Your task: Go through the data and retrieve each line that includes the string "unsafe".

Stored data

▬▬▬▬▬▬

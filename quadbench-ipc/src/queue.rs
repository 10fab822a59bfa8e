//! Bounded Non-Blocking Message Queues
//!
//! Safe wrapper over POSIX message queues (`mq_*`). Both channels are opened
//! with `O_NONBLOCK` and a small `mq_maxmsg`, so a full queue rejects a send
//! and an empty queue rejects a receive instead of blocking; the capacity
//! bound is the backpressure mechanism and callers retry with a fixed delay.
//!
//! Unlike a pipe, a message queue preserves message boundaries under
//! concurrent readers, which is what lets every worker in the pool receive
//! from the same request channel.

use rkyv::ser::serializers::AllocSerializer;
use rkyv::validation::validators::DefaultValidator;
use rkyv::{AlignedVec, Archive, CheckBytes, Deserialize, Infallible, Serialize};
use std::ffi::CString;
use thiserror::Error;

use crate::codec::{self, CodecError, MAX_MSG_SIZE};

/// Default queue capacity (messages) of the reference configuration.
pub const DEFAULT_CAPACITY: usize = 2;

/// Errors from queue setup or non-transient queue operations.
///
/// `Full` and `Empty` are expected contention outcomes, not errors, and are
/// reported through [`SendOutcome`] and `Option` instead.
#[derive(Debug, Error)]
pub enum QueueError {
    #[error("invalid queue name {0:?}: must be \"/name\" with no further '/'")]
    InvalidName(String),

    #[error("failed to open message queue {name}: {source}")]
    Open {
        name: String,
        #[source]
        source: std::io::Error,
    },

    #[error("failed to send on message queue: {0}")]
    Send(#[source] std::io::Error),

    #[error("failed to receive from message queue: {0}")]
    Receive(#[source] std::io::Error),

    #[error(transparent)]
    Codec(#[from] CodecError),
}

/// Outcome of a non-blocking send attempt.
#[derive(Debug, Clone, Copy, PartialEq, Eq)]
pub enum SendOutcome {
    /// The message was placed on the queue.
    Accepted,
    /// The queue is at capacity; the caller retries after its delay.
    Full,
}

/// A single bounded, non-blocking POSIX message queue.
///
/// The creating side owns the kernel queue name and unlinks it on drop;
/// opening sides only close their descriptor.
#[derive(Debug)]
pub struct MessageQueue {
    mqd: libc::mqd_t,
    name: String,
    cname: CString,
    owned: bool,
}

/// Queue names must be "/something" with no further slashes (mq_open(3)).
fn queue_cname(name: &str) -> Result<CString, QueueError> {
    let valid = name.starts_with('/') && name.len() > 1 && !name[1..].contains('/');
    if !valid {
        return Err(QueueError::InvalidName(name.to_string()));
    }
    CString::new(name).map_err(|_| QueueError::InvalidName(name.to_string()))
}

impl MessageQueue {
    /// Create (and own) a queue with the given message capacity.
    ///
    /// Any stale queue left behind under the same name by a previous run is
    /// unlinked first.
    pub fn create(name: &str, capacity: usize) -> Result<Self, QueueError> {
        let cname = queue_cname(name)?;

        // Stale queues survive process exit; clear before creating.
        unsafe {
            libc::mq_unlink(cname.as_ptr());
        }

        let mut attr: libc::mq_attr = unsafe { std::mem::zeroed() };
        attr.mq_maxmsg = capacity as libc::c_long;
        attr.mq_msgsize = MAX_MSG_SIZE as libc::c_long;

        let mqd = unsafe {
            libc::mq_open(
                cname.as_ptr(),
                libc::O_CREAT | libc::O_EXCL | libc::O_RDWR | libc::O_NONBLOCK,
                0o600 as libc::c_uint,
                &attr as *const libc::mq_attr,
            )
        };
        if mqd == -1 {
            return Err(QueueError::Open {
                name: name.to_string(),
                source: std::io::Error::last_os_error(),
            });
        }

        Ok(Self {
            mqd,
            name: name.to_string(),
            cname,
            owned: true,
        })
    }

    /// Open an existing queue by name (worker side).
    pub fn open(name: &str) -> Result<Self, QueueError> {
        let cname = queue_cname(name)?;

        let mqd = unsafe { libc::mq_open(cname.as_ptr(), libc::O_RDWR | libc::O_NONBLOCK) };
        if mqd == -1 {
            return Err(QueueError::Open {
                name: name.to_string(),
                source: std::io::Error::last_os_error(),
            });
        }

        Ok(Self {
            mqd,
            name: name.to_string(),
            cname,
            owned: false,
        })
    }

    /// The queue's kernel name.
    pub fn name(&self) -> &str {
        &self.name
    }

    /// Attempt to place a message on the queue without blocking.
    pub fn try_send<T>(&self, message: &T) -> Result<SendOutcome, QueueError>
    where
        T: Serialize<AllocSerializer<256>>,
    {
        let bytes = codec::encode(message)?;

        let ret = unsafe {
            libc::mq_send(
                self.mqd,
                bytes.as_ptr() as *const libc::c_char,
                bytes.len(),
                0,
            )
        };
        if ret == 0 {
            return Ok(SendOutcome::Accepted);
        }

        let err = std::io::Error::last_os_error();
        if err.raw_os_error() == Some(libc::EAGAIN) {
            Ok(SendOutcome::Full)
        } else {
            Err(QueueError::Send(err))
        }
    }

    /// Attempt to take one message from the queue without blocking.
    /// Returns `None` when the queue is empty.
    pub fn try_recv<T>(&self) -> Result<Option<T>, QueueError>
    where
        T: Archive,
        T::Archived: for<'a> CheckBytes<DefaultValidator<'a>> + Deserialize<T, Infallible>,
    {
        let mut buf = AlignedVec::with_capacity(MAX_MSG_SIZE);
        buf.resize(MAX_MSG_SIZE, 0);

        let mut prio: libc::c_uint = 0;
        let n = unsafe {
            libc::mq_receive(
                self.mqd,
                buf.as_mut_ptr() as *mut libc::c_char,
                buf.len(),
                &mut prio,
            )
        };

        if n >= 0 {
            let message = codec::decode(&buf[..n as usize])?;
            return Ok(Some(message));
        }

        let err = std::io::Error::last_os_error();
        if err.raw_os_error() == Some(libc::EAGAIN) {
            Ok(None)
        } else {
            Err(QueueError::Receive(err))
        }
    }
}

impl Drop for MessageQueue {
    fn drop(&mut self) {
        unsafe {
            libc::mq_close(self.mqd);
            if self.owned {
                libc::mq_unlink(self.cname.as_ptr());
            }
        }
    }
}

/// The coordinator/worker channel pair: a request queue the coordinator
/// writes and the pool reads, and a response queue with the roles reversed.
#[derive(Debug)]
pub struct ChannelPair {
    /// Coordinator -> workers.
    pub requests: MessageQueue,
    /// Workers -> coordinator.
    pub responses: MessageQueue,
}

impl ChannelPair {
    /// Create both queues under names derived from `tag` (typically the
    /// coordinator's pid, keeping concurrent runs apart).
    pub fn create(tag: &str, capacity: usize) -> Result<Self, QueueError> {
        let requests = MessageQueue::create(&format!("/quadbench-req-{tag}"), capacity)?;
        let responses = MessageQueue::create(&format!("/quadbench-res-{tag}"), capacity)?;
        tracing::debug!(
            requests = requests.name(),
            responses = responses.name(),
            capacity,
            "channel pair created"
        );
        Ok(Self {
            requests,
            responses,
        })
    }

    /// Open an existing channel pair by queue names (worker side).
    pub fn open(request_name: &str, response_name: &str) -> Result<Self, QueueError> {
        Ok(Self {
            requests: MessageQueue::open(request_name)?,
            responses: MessageQueue::open(response_name)?,
        })
    }
}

▬▬▬▬▬▬

Written reply:
        unsafe {
        let mut attr: libc::mq_attr = unsafe { std::mem::zeroed() };
        let mqd = unsafe {
        let mqd = unsafe { libc::mq_open(cname.as_ptr(), libc::O_RDWR | libc::O_NONBLOCK) };
        let ret = unsafe {
        let n = unsafe {
        unsafe {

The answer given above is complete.